Пепел на раны | страница 54
Каблуки уже громыхали в безмолвных коридорах тюрьмы, неумолимо, в такт, в ногу, чеканя шаг, бум-бум-бум, спускаясь с этажа на этаж, металлические ступеньки гремели особенно сильно, словно удары молота в гигантских часах. Однако вскоре старик перестал поспевать за конвоирами, не желая тащить еще и деда, конвоиры приноравливались к его шагу, они не стали ни бить, ни кричать, ни пинать — загипнотизированные собственной каменной поступью, боялись, что крик нарушит великое таинство, величественную атмосферу насилия; Михайлич на миг приостановился, сбивая ритм, и сбил его; Невидимца тянули бреднем, только вразнобой стучали его ботинки; Иосиф же вдруг пошел, пританцовывая, выбивая какую-то замысловатую чечетку, жаль, металлическая лестница быстро закончилась.
В самом конце, выводя уже в тюремный двор, конвоиры, у которых, видать, терпение лопнуло, дали чувствам волю, вмиг лишившись гипсовых масок фатума, оказались обыкновенными служками, нервными, суетливыми; Михайлич под светом фар вскользь приметил, что у конвоира, идущего слева, под глазом дергается маленький шрам, даже не один, а три, параллельных, похоже, след женских ногтей; а у того, справа, нос рябой и покрыт мелкими каплями пота, очевидно, немец страдал сердечной недостаточностью.
Зельбсманн уже поджидал их, с непокрытой головой, кожаный плащ, под которым виднелся гражданский костюм; гвалт в тюрьме его, кажется, не заботил, и все же, выбрав момент, когда все четверо сосредоточили на нем взгляды, многозначительно посмотрел в сторону тюрьмы и презрительно усмехнулся, коротко и безучастно.

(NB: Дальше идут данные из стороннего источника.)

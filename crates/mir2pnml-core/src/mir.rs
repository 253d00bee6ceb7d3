//! MIR data model for mir2pnml.
//!
//! Pure data: identity, structure, and the two binding tables a function
//! accumulates while its basic blocks are scanned. Nothing here mutates
//! after parsing — a [`MirFunction`] is write-once, like [`crate::net::PetriNet`].

use indexmap::IndexMap;

/// A `let [mut] _N: TYPE;` declaration, recorded once before the first
/// basic block of its function.
#[derive(Debug, Clone, PartialEq, Eq)]
pub struct LocalDecl {
    /// The local's identity, e.g. `_3`.
    pub name: String,
    /// The free-form type string as it appeared in the dump.
    pub ty: String,
    pub is_mut: bool,
}

/// The final instruction of a basic block, determining its successors.
#[derive(Debug, Clone, PartialEq, Eq)]
pub enum Terminator {
    Goto {
        target: u32,
    },
    Return,
    SwitchInt {
        /// Every `bbN` occurrence in the target list, left to right,
        /// duplicates preserved.
        targets: Vec<u32>,
    },
    Drop {
        local: String,
        return_target: u32,
        unwind_target: Option<u32>,
    },
    Call {
        lhs: Option<String>,
        callee: String,
        args: String,
        return_target: u32,
        unwind_target: Option<u32>,
    },
}

/// A maximal straight-line sequence of statements ending in one terminator.
#[derive(Debug, Clone, PartialEq, Eq)]
pub struct BasicBlock {
    pub id: u32,
    pub is_cleanup: bool,
    /// Opaque statement lines, retained only for diagnostics.
    pub statements: Vec<String>,
    /// Absent when no recognizable terminator was found in the block body.
    pub terminator: Option<Terminator>,
    /// Approximate source line of the block header, for warnings.
    pub line: usize,
}

/// One parsed function: its locals, its basic blocks in source order, and
/// the two auxiliary relations the parser accumulates while scanning them.
#[derive(Debug, Clone, PartialEq, Eq, Default)]
pub struct MirFunction {
    pub name: String,
    pub locals: Vec<LocalDecl>,
    pub basic_blocks: Vec<BasicBlock>,
    /// `_i = &_j;` → `ref_to_base[_i] = _j`. Single-level; not transitively
    /// resolved here (the builder's key resolution does one lookup).
    pub ref_to_base: IndexMap<String, String>,
    /// Guard local → canonical mutex-key local, populated at lock call
    /// sites and propagated through `unwrap`/`expect`.
    pub guard_to_mutex_key: IndexMap<String, String>,
}

impl MirFunction {
    pub fn new(name: impl Into<String>) -> Self {
        Self {
            name: name.into(),
            ..Default::default()
        }
    }

    /// Resolve `local` through `ref_to_base` one level, falling back to the
    /// local itself when it is not a recorded reference.
    pub fn resolve_mutex_key(&self, local: &str) -> String {
        self.ref_to_base
            .get(local)
            .cloned()
            .unwrap_or_else(|| local.to_string())
    }

    pub fn block(&self, id: u32) -> Option<&BasicBlock> {
        self.basic_blocks.iter().find(|b| b.id == id)
    }
}
use pack::{FormatError, PackReader, PackWriter, ReadError};
use pretty_assertions::assert_eq;

#[test]
fn empty_message_is_a_single_terminator_byte() {
  let bytes = PackWriter::to_vec().write_end_to_vec().unwrap();
  assert_eq!(bytes, vec![0x00]);

  PackReader::from_slice(&bytes).read_end().unwrap();
}

#[test]
fn single_u32_field_matches_worked_tag_byte() {
  let mut w = PackWriter::to_vec();
  w.write_u32(1, 1).unwrap();
  let bytes = w.write_end_to_vec().unwrap();
  assert_eq!(bytes, vec![0xA4, 0x00]);

  let mut r = PackReader::from_slice(&bytes);
  assert_eq!(r.read_u32(1).unwrap(), 1);
  r.read_end().unwrap();
}

#[test]
fn sparse_object_round_trips_with_gaps() {
  let mut w = PackWriter::to_vec();
  w.write_null(1);
  w.write_u32(3, 42).unwrap();
  w.write_null(5);
  w.write_str(7, "ok").unwrap();
  let bytes = w.write_end_to_vec().unwrap();

  let mut r = PackReader::from_slice(&bytes);
  assert!(r.read_null(1).unwrap());
  assert_eq!(r.read_u32(3).unwrap(), 42);
  assert!(r.read_null(5).unwrap());
  assert_eq!(r.read_str(7).unwrap(), "ok");
  r.read_end().unwrap();
}

#[test]
fn sparse_object_field_absent_without_default_is_a_format_error() {
  let mut w = PackWriter::to_vec();
  w.write_u32(5, 1).unwrap();
  let bytes = w.write_end_to_vec().unwrap();

  let mut r = PackReader::from_slice(&bytes);
  let err = r.read_u32(1).unwrap_err();
  assert!(matches!(err, ReadError::Format(FormatError::FieldDoesNotExist { id: 1 })));
}

#[test]
fn nested_array_holding_bools() {
  let mut w = PackWriter::to_vec();
  w.obj_begin(1).unwrap();
  w.write_str(1, "name").unwrap();
  w.array_begin(2).unwrap();
  w.write_bool(1, true).unwrap();
  w.write_bool(2, false).unwrap();
  w.write_bool(3, true).unwrap();
  w.array_end().unwrap();
  w.obj_end().unwrap();
  let bytes = w.write_end_to_vec().unwrap();

  let mut r = PackReader::from_slice(&bytes);
  r.obj_begin(1).unwrap();
  assert_eq!(r.read_str(1).unwrap(), "name");
  r.array_begin(2).unwrap();
  let mut flags = vec![];
  while r.read_next().unwrap() {
    flags.push(r.read_bool(0).unwrap());
  }
  r.array_end().unwrap();
  r.obj_end().unwrap();
  r.read_end().unwrap();

  assert_eq!(flags, vec![true, false, true]);
}

#[test]
fn null_elision_is_indistinguishable_from_an_explicit_null_on_the_wire() {
  let mut explicit = PackWriter::to_vec();
  explicit.write_null(1);
  explicit.write_u32(2, 9).unwrap();
  let explicit = explicit.write_end_to_vec().unwrap();

  let mut elided = PackWriter::to_vec();
  elided.write_u32_default(1, 0, 0).unwrap();
  elided.write_u32(2, 9).unwrap();
  let elided = elided.write_end_to_vec().unwrap();

  assert_eq!(explicit, elided);
}

#[test]
fn varint_boundary_at_one_byte_cutoff() {
  // 0x80 needs a second byte: low 7 bits are 0 with the continuation bit set,
  // then a final byte holding the carried-over high bit.
  let mut w = PackWriter::to_vec();
  w.write_u64(1, 0x80).unwrap();
  let bytes = w.write_end_to_vec().unwrap();
  assert_eq!(&bytes[1..3], &[0x80, 0x01]);

  let mut r = PackReader::from_slice(&bytes);
  assert_eq!(r.read_u64(1).unwrap(), 0x80);
  r.read_end().unwrap();
}

#[test]
fn streaming_reader_over_a_std_io_read_matches_buffer_mode() {
  let mut w = PackWriter::to_vec();
  w.write_i64(1, -12345).unwrap();
  w.write_bin(2, b"raw bytes").unwrap();
  let bytes = w.write_end_to_vec().unwrap();

  let mut streamed = PackReader::from_reader(&bytes[..]);
  assert_eq!(streamed.read_i64(1).unwrap(), -12345);
  assert_eq!(streamed.read_bin(2).unwrap(), b"raw bytes".to_vec());
  streamed.read_end().unwrap();
}

#[test]
fn borrowed_buffer_writer_appends_without_taking_ownership() {
  let mut out = Vec::new();
  {
    let mut w = PackWriter::to_buf(&mut out);
    w.write_bool(1, true).unwrap();
    w.write_end().unwrap();
  }
  let mut r = PackReader::from_slice(&out);
  assert!(r.read_bool(1).unwrap());
  r.read_end().unwrap();
}

#[test]
fn time_round_trips_through_zig_zag_on_both_value_paths() {
  // id=1 is negative (zig-zag maps it to an odd unsigned value, large-value
  // path); id=2 is a small positive value that fits the small-value path.
  let mut w = PackWriter::to_vec();
  w.write_time(1, -86_400).unwrap();
  w.write_time(2, 0).unwrap();
  let bytes = w.write_end_to_vec().unwrap();

  let mut r = PackReader::from_slice(&bytes);
  assert_eq!(r.read_time(1).unwrap(), -86_400);
  assert_eq!(r.read_time(2).unwrap(), 0);
  r.read_end().unwrap();
}

#[test]
fn time_default_elision_matches_explicit_null() {
  let mut explicit = PackWriter::to_vec();
  explicit.write_null(1);
  explicit.write_bool(2, true).unwrap();
  let explicit = explicit.write_end_to_vec().unwrap();

  let mut elided = PackWriter::to_vec();
  elided.write_time_default(1, 0, 0).unwrap();
  elided.write_bool(2, true).unwrap();
  let elided = elided.write_end_to_vec().unwrap();

  assert_eq!(explicit, elided);
}

#[test]
fn ptr_round_trips_as_an_opaque_handle() {
  let mut w = PackWriter::to_vec();
  w.write_ptr(1, 0x7fff_0000_dead_beef).unwrap();
  let bytes = w.write_end_to_vec().unwrap();

  let mut r = PackReader::from_slice(&bytes);
  assert_eq!(r.read_ptr(1).unwrap(), 0x7fff_0000_dead_beef);
  r.read_end().unwrap();
}

#[test]
fn ptr_default_elision_matches_explicit_null() {
  let mut explicit = PackWriter::to_vec();
  explicit.write_null(1);
  explicit.write_bool(2, true).unwrap();
  let explicit = explicit.write_end_to_vec().unwrap();

  let mut elided = PackWriter::to_vec();
  elided.write_ptr_default(1, 0, 0).unwrap();
  elided.write_bool(2, true).unwrap();
  let elided = elided.write_end_to_vec().unwrap();

  assert_eq!(explicit, elided);
  assert_eq!(PackReader::from_slice(&elided).read_ptr_or(1, 0).unwrap(), 0);
}

#[test]
fn skipping_a_sized_field_of_a_different_type_does_not_desync_the_stream() {
  // Field 1 is a non-trivial Str the caller never reads directly; field 3 is
  // a Bool the caller does read. Reading straight to field 3 must correctly
  // skip field 1's length-prefixed payload using field 1's own type, not the
  // Bool type being requested.
  let mut w = PackWriter::to_vec();
  w.write_str(1, "this field is never read directly").unwrap();
  w.write_bool(3, true).unwrap();
  let bytes = w.write_end_to_vec().unwrap();

  let mut r = PackReader::from_slice(&bytes);
  assert!(r.read_bool(3).unwrap());
  r.read_end().unwrap();
}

Заметив это, конвоиры поняли — обойдется без нагоняя, оставив пинать узников, виновато стушевались, не зная, как действовать дальше.
Встретившись взглядом с Михайличем, Зельбсманн заговорщицки подмигнул ему: разве я был не прав, когда говорил об исполнителях. Исполнители — звери, и такими они остаются в любых ситуациях. Зельбсманн даже бессильно махнул рукой: начинайте…
Тюремный двор был маленький, бетонированный, вдоль глухой стены выстроились около десятка виселиц, сиротливо свисали заброшенные на перекладины веревки, но на двух петли качались внизу, и возле этих виселиц стояли конторские табуретки.
Солдаты построились, остальные, осведомленные, сгрудились около какого-то мужчины в черном гражданском платье: вытянув из папки листки, тот мужчина начал бормотать приговор. Зельбсманн ходил взад-вперед, давал понять, что к происходящему он потерял всякий интерес.